Health department faces uncertain future

County department meetings to address future budget needs are about a month away and a new vacancy will present potential challenges during the process.
Gino Solla, the longtime director of the Ector County Health Department, will be retiring at the end of this month after 25 years of employment with the county, and with his absence he is concerned that the department will fall to the bottom of the county’s list of priorities.
The health department’s budget has been gradually scaled back over the years from about $1.2 million in 2016 to about $964,000 this fiscal year. Solla said the department has also seen a reduction of about $150,000 in grant funds, which has reduced the number of employees on staff, as well as the services they can offer.
He said the department cannot keep up with the current patient load with only two full-time registered nurses and often has to shut their doors and divert residents seeking immunizations, STD screenings or tuberculosis testing to later times or even the next day.
“We’ve cut our budget tremendously,” Solla said. “There’s no more room to cut. You keep losing employees like that, but the population increases, which requires more services. How do you do it?”
Advocacy on the department’s behalf for the upcoming fiscal year might be lacking without Solla’s expertise. He has been asked to give the responsibility of attending budget meetings with county commissioners to the employee he feels would be best suited to speak on the subject. Currently his replacement has not been identified and the county cannot publish a job posting until Solla officially leaves his position.
“There’s not an assistant director to move up that’s been trained, or is knowledgeable about the budgets, or the actual operational side of the department,” he said.
Ector County Judge Debi Hays said that many unknowns exist until the county moves forward with the budget process.
A proposed budget for 2020 will be completed by early August. The final budget must be adopted by commissioners by Sept. 10.
“Right now, the main focus I think we’ll have through the budget is the addition to the jail,” Hays said. “We need to make sure we have the money to man it and that will take precedence over everything else.”
Hays said the opinions expressed by residents during town halls over the past year also carry weight. The top three concerns shared at public forums involved adding additional law enforcement, funding road infrastructure projects and combating illegal dumping.
The county judge said no one has approached her and asked for additional nurses.
“You have Odessa Regional Medical Center and Medical Center Hospital that provide free programs to all residents of Ector County to help them with diabetes needs, heart problems and dietary needs as far weight control and with cholesterol, so both of those entities provide all of those services,” she said. “There is a clinic on every corner, but no one else can provide services that the jail can provide.”

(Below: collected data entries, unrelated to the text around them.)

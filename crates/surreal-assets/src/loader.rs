//! Asset loader traits and infrastructure.

use std::any::TypeId;
use std::future::Future;
use std::pin::Pin;
use std::sync::{Arc, Weak};

use parking_lot::Mutex;
use surreal_core::alloc::HashMap;

use crate::Asset;
use crate::cancel::CancellationToken;
use crate::error::{AssetError, AssetResult};
use crate::handle::Handle;
use crate::id::AssetId;
use crate::io::BytesReader;
use crate::manager::Shared;
use crate::path::VirtualPath;
use crate::state::{AssetStatus, Dependency, Payload};

/// Future returned by [`AssetLoader::load`].
pub type LoadFuture<A> = Pin<Box<dyn Future<Output = AssetResult<A>> + Send + 'static>>;

/// Trait for producing assets of one type.
///
/// Implement this trait to add support for loading a specific asset type.
/// A manager holds at most one loader per asset type.
///
/// # Example
///
/// ```ignore
/// struct LevelLoader {
///     reader: Arc<dyn BytesReader>,
/// }
///
/// impl AssetLoader for LevelLoader {
///     type Asset = Level;
///
///     fn load(&self, ctx: LoadContext) -> LoadFuture<Level> {
///         let reader = self.reader.clone();
///         Box::pin(async move {
///             let bytes = reader.read_bytes(ctx.path()).await?;
///             let tileset = ctx.load_data::<Tileset>("tiles/overworld.png").await?;
///             Level::parse(&bytes, tileset)
///         })
///     }
/// }
/// ```
pub trait AssetLoader: Send + Sync + 'static {
    /// The asset type this loader produces.
    type Asset: Asset;

    /// Start loading the asset described by `ctx`.
    ///
    /// The returned future is polled on the manager's spawner, never on the
    /// thread that requested the asset. Failing (or panicking) marks the
    /// entry as failed.
    fn load(&self, ctx: LoadContext) -> LoadFuture<Self::Asset>;

    /// Release resources held by the loader. Called when the owning manager
    /// is disposed.
    fn dispose(&self) {}
}

pub(crate) type ErasedLoadFuture =
    Pin<Box<dyn Future<Output = AssetResult<Payload>> + Send + 'static>>;

/// Type-erased asset loader for dynamic dispatch.
pub(crate) trait ErasedAssetLoader: Send + Sync {
    fn asset_type_id(&self) -> TypeId;

    fn asset_type_name(&self) -> &'static str;

    fn loader_name(&self) -> &'static str;

    fn load_erased(&self, ctx: LoadContext) -> ErasedLoadFuture;

    fn dispose(&self);
}

impl<L: AssetLoader> ErasedAssetLoader for L {
    fn asset_type_id(&self) -> TypeId {
        TypeId::of::<L::Asset>()
    }

    fn asset_type_name(&self) -> &'static str {
        <L::Asset as Asset>::type_name()
    }

    fn loader_name(&self) -> &'static str {
        std::any::type_name::<L>()
    }

    fn load_erased(&self, ctx: LoadContext) -> ErasedLoadFuture {
        let future = self.load(ctx);
        Box::pin(async move {
            let asset = future.await?;
            Ok(Arc::new(asset) as Payload)
        })
    }

    fn dispose(&self) {
        AssetLoader::dispose(self)
    }
}

struct RegisteredLoader {
    loader: Arc<dyn ErasedAssetLoader>,
    /// Copied from a parent manager; the parent disposes it.
    inherited: bool,
}

/// Registry of asset loaders, indexed by the asset type they produce.
///
/// Registration is last-write-wins: adding a loader for a type that already
/// has one replaces it, and the replacement is logged. Loads already running
/// on the old loader finish normally.
#[derive(Default)]
pub struct LoaderRegistry {
    by_type: HashMap<TypeId, RegisteredLoader>,
}

impl LoaderRegistry {
    /// Create a new empty loader registry.
    pub fn new() -> Self {
        Self::default()
    }

    /// Register a loader for the type it produces.
    ///
    /// Returns `true` if a loader for the same type was replaced.
    pub fn register<L: AssetLoader>(&mut self, loader: L) -> bool {
        self.insert(Arc::new(loader), false)
    }

    fn insert(&mut self, loader: Arc<dyn ErasedAssetLoader>, inherited: bool) -> bool {
        let type_name = loader.asset_type_name();
        let loader_name = loader.loader_name();
        let previous = self
            .by_type
            .insert(loader.asset_type_id(), RegisteredLoader { loader, inherited });

        match previous {
            Some(previous) => {
                tracing::warn!(
                    "Replacing loader {} for {} with {}",
                    previous.loader.loader_name(),
                    type_name,
                    loader_name
                );
                true
            }
            None => {
                tracing::debug!("Registered loader {} for {}", loader_name, type_name);
                false
            }
        }
    }

    /// Copy every loader of `parent` for types this registry does not cover.
    pub(crate) fn inherit(&mut self, parent: &LoaderRegistry) {
        for (type_id, registered) in &parent.by_type {
            self.by_type.entry(*type_id).or_insert_with(|| RegisteredLoader {
                loader: registered.loader.clone(),
                inherited: true,
            });
        }
    }

    /// Find the loader for `T`, or fail with `UnsupportedType`.
    pub(crate) fn resolve<T: Asset>(&self) -> AssetResult<Arc<dyn ErasedAssetLoader>> {
        self.get(TypeId::of::<T>())
            .ok_or(AssetError::UnsupportedType {
                type_name: T::type_name(),
            })
    }

    pub(crate) fn get(&self, type_id: TypeId) -> Option<Arc<dyn ErasedAssetLoader>> {
        self.by_type.get(&type_id).map(|r| r.loader.clone())
    }

    /// Check whether a loader produces `T`.
    pub fn has_loader_for_type<T: 'static>(&self) -> bool {
        self.by_type.contains_key(&TypeId::of::<T>())
    }

    /// Get the number of registered loaders.
    pub fn len(&self) -> usize {
        self.by_type.len()
    }

    /// Check if no loaders are registered.
    pub fn is_empty(&self) -> bool {
        self.by_type.is_empty()
    }

    /// Names of every type with a registered loader.
    pub fn type_names(&self) -> Vec<&'static str> {
        self.by_type
            .values()
            .map(|r| r.loader.asset_type_name())
            .collect()
    }

    /// Empty the registry, returning the loaders it owns.
    pub(crate) fn drain_owned(&mut self) -> Vec<Arc<dyn ErasedAssetLoader>> {
        self.by_type
            .drain()
            .filter(|(_, r)| !r.inherited)
            .map(|(_, r)| r.loader)
            .collect()
    }
}

/// The narrow capability loaders get for requesting other assets.
///
/// Holds only a weak reference, so a resolver kept past the manager's
/// lifetime fails with [`AssetError::Disposed`].
#[derive(Clone)]
pub struct AssetResolver {
    shared: Weak<Shared>,
}

impl AssetResolver {
    pub(crate) fn new(shared: Weak<Shared>) -> Self {
        Self { shared }
    }

    /// Request an asset. Same semantics as [`AssetManager::load`](crate::AssetManager::load).
    pub fn load<T: Asset>(&self, path: impl Into<VirtualPath>) -> AssetResult<Handle<T>> {
        let shared = self.shared.upgrade().ok_or(AssetError::Disposed)?;
        Shared::load::<T>(&shared, path.into())
    }

    /// Current status of an asset.
    pub fn status(&self, id: &AssetId) -> AssetStatus {
        match self.shared.upgrade() {
            Some(shared) => shared.status(id, None),
            None => AssetStatus::Unloaded,
        }
    }
}

impl std::fmt::Debug for AssetResolver {
    fn fmt(&self, f: &mut std::fmt::Formatter<'_>) -> std::fmt::Result {
        f.debug_struct("AssetResolver")
            .field("alive", &(self.shared.strong_count() > 0))
            .finish()
    }
}

/// Context provided to asset loaders during loading.
#[derive(Clone)]
pub struct LoadContext {
    id: AssetId,
    cancel: CancellationToken,
    resolver: AssetResolver,
    dependencies: Arc<Mutex<Vec<Dependency>>>,
}

impl LoadContext {
    pub(crate) fn new(
        id: AssetId,
        cancel: CancellationToken,
        resolver: AssetResolver,
        dependencies: Arc<Mutex<Vec<Dependency>>>,
    ) -> Self {
        Self {
            id,
            cancel,
            resolver,
            dependencies,
        }
    }

    /// The id of the asset being loaded.
    pub fn id(&self) -> &AssetId {
        &self.id
    }

    /// The path of the asset being loaded.
    pub fn path(&self) -> &VirtualPath {
        self.id.path()
    }

    /// Token tripped when the load is cancelled or the entry unloaded.
    ///
    /// The manager already abandons the load future on cancellation; loaders
    /// doing blocking work can check it between steps.
    pub fn cancellation(&self) -> &CancellationToken {
        &self.cancel
    }

    pub fn is_cancelled(&self) -> bool {
        self.cancel.is_cancelled()
    }

    pub fn resolver(&self) -> &AssetResolver {
        &self.resolver
    }

    /// Request another asset this one depends on.
    ///
    /// The dependency is kept loaded for as long as the entry being loaded
    /// exists. Requesting the asset being loaded fails, since waiting on it
    /// would never finish.
    pub fn load<U: Asset>(&self, path: impl Into<VirtualPath>) -> AssetResult<Handle<U>> {
        let path = path.into();
        if AssetId::of::<U>(path.clone()) == self.id {
            return Err(AssetError::loader(&path, "asset depends on itself"));
        }
        let handle = self.resolver.load::<U>(path)?;
        self.dependencies.lock().push(Dependency {
            id: handle.id().clone(),
            _keep_alive: Box::new(handle.clone()),
        });
        Ok(handle)
    }

    /// Request a dependency and wait for its data.
    pub async fn load_data<U: Asset>(&self, path: impl Into<VirtualPath>) -> AssetResult<Arc<U>> {
        let handle = self.load::<U>(path)?.await?;
        handle.data()
    }
}

/// Loads UTF-8 text files as `String`.
pub struct TextLoader {
    reader: Arc<dyn BytesReader>,
}

impl TextLoader {
    pub fn new(reader: Arc<dyn BytesReader>) -> Self {
        Self { reader }
    }
}

impl AssetLoader for TextLoader {
    type Asset = String;

    fn load(&self, ctx: LoadContext) -> LoadFuture<String> {
        let reader = self.reader.clone();
        Box::pin(async move {
            let bytes = reader.read_bytes(ctx.path()).await?;
            String::from_utf8(bytes)
                .map_err(|e| AssetError::loader(ctx.path(), format!("Invalid UTF-8: {}", e)))
        })
    }
}

/// Loads raw bytes as `Vec<u8>`.
pub struct BytesLoader {
    reader: Arc<dyn BytesReader>,
}

impl BytesLoader {
    pub fn new(reader: Arc<dyn BytesReader>) -> Self {
        Self { reader }
    }
}

impl AssetLoader for BytesLoader {
    type Asset = Vec<u8>;

    fn load(&self, ctx: LoadContext) -> LoadFuture<Vec<u8>> {
        let reader = self.reader.clone();
        Box::pin(async move { reader.read_bytes(ctx.path()).await })
    }
}

#[cfg(test)]
mod tests {
    use super::*;
    use crate::io::MemoryReader;

    struct Texture;

    impl Asset for Texture {}

    struct TextureLoader;

    impl AssetLoader for TextureLoader {
        type Asset = Texture;

        fn load(&self, _ctx: LoadContext) -> LoadFuture<Texture> {
            Box::pin(async { Ok(Texture) })
        }
    }

    struct OtherTextureLoader;

    impl AssetLoader for OtherTextureLoader {
        type Asset = Texture;

        fn load(&self, _ctx: LoadContext) -> LoadFuture<Texture> {
            Box::pin(async { Err(AssetError::Other { message: "unused".into() }) })
        }
    }

    fn context(path: &str) -> LoadContext {
        LoadContext::new(
            AssetId::of::<String>(path),
            CancellationToken::new(),
            AssetResolver::new(Weak::new()),
            Arc::default(),
        )
    }

    #[test]
    fn test_registry_last_write_wins() {
        let mut registry = LoaderRegistry::new();
        assert!(!registry.register(TextureLoader));
        assert!(registry.register(OtherTextureLoader));
        assert_eq!(registry.len(), 1);
        assert!(registry.has_loader_for_type::<Texture>());

        let loader = registry.resolve::<Texture>().unwrap();
        assert!(loader.loader_name().contains("OtherTextureLoader"));
    }

    #[test]
    fn test_resolve_unsupported_type() {
        let registry = LoaderRegistry::new();
        let err = registry.resolve::<Texture>().err().unwrap();
        assert!(matches!(err, AssetError::UnsupportedType { .. }));
        assert!(!registry.has_loader_for_type::<Texture>());
    }

    #[test]
    fn test_inherited_loaders_are_not_drained() {
        let mut parent = LoaderRegistry::new();
        parent.register(TextureLoader);

        let mut child = LoaderRegistry::new();
        child.register(TextLoader::new(Arc::new(MemoryReader::new())));
        child.inherit(&parent);
        assert_eq!(child.len(), 2);
        assert!(child.has_loader_for_type::<Texture>());

        let owned = child.drain_owned();
        assert_eq!(owned.len(), 1);
        assert_eq!(owned[0].asset_type_id(), TypeId::of::<String>());
        assert!(child.is_empty());
    }

    #[test]
    fn test_text_loader() {
        let reader = Arc::new(MemoryReader::new().with("hello.txt", "hello world"));
        let loader = TextLoader::new(reader);
        let text = pollster::block_on(loader.load(context("hello.txt"))).unwrap();
        assert_eq!(text, "hello world");
    }

    #[test]
    fn test_text_loader_rejects_invalid_utf8() {
        let reader = Arc::new(MemoryReader::new().with("bad.txt", vec![0xff, 0xfe]));
        let loader = TextLoader::new(reader);
        let err = pollster::block_on(loader.load(context("bad.txt"))).err().unwrap();
        assert!(matches!(err, AssetError::Loader { .. }));
    }

    #[test]
    fn test_self_dependency_is_rejected() {
        let ctx = context("Notes.txt");
        let err = ctx.load::<String>("notes.txt").err().unwrap();
        assert!(matches!(err, AssetError::Loader { .. }));
        assert!(err.to_string().contains("depends on itself"));

        // Same path as another type is a different asset.
        let err = ctx.load::<Vec<u8>>("notes.txt").err().unwrap();
        assert!(matches!(err, AssetError::Disposed));
    }

    #[test]
    fn test_resolver_without_manager() {
        let ctx = context("a.txt");
        let err = ctx.load::<String>("b.txt").err().unwrap();
        assert!(matches!(err, AssetError::Disposed));
        assert_eq!(ctx.resolver().status(ctx.id()), AssetStatus::Unloaded);
    }
}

Solla said he has tried to impart a sense of urgency for preventative health to officials and all residents in the community, but he said fighting against the cultural mindset of the majority has been tough.
The needle has not moved much for health behaviors or outcomes in Ector County since 2010.
The county was ranked 199 out of 242 Texas counties on health behaviors like adult obesity, physical inactivity and access to exercise opportunities in a 2018 county health rankings report published by the University of Wisconsin Population Health Institute in collaboration with the Robert Wood Johnson Foundation.
Midland County ranked 110, Tom Green County ranked 94, Andrews County ranked 65 and El Paso County came in at 59 on the same health behavior measure.
Ector County ranked 200 out of 221 counties on health behaviors in 2010.
Solla suggested the community as a whole is mirroring a national trend of more people needing health services but not having access to enough health providers.
When Solla asked commissioners during a regularly scheduled meeting about what their vision for the health department was following an agenda item listed as budget goals for 2019 to 2020 and long-range planning, Ector County Attorney Dusty Gallivan said the Court could not answer that question without the subject being placed specifically on the agenda.
Hays said on Tuesday that “I can’t tell you what the health department will look like in six months.”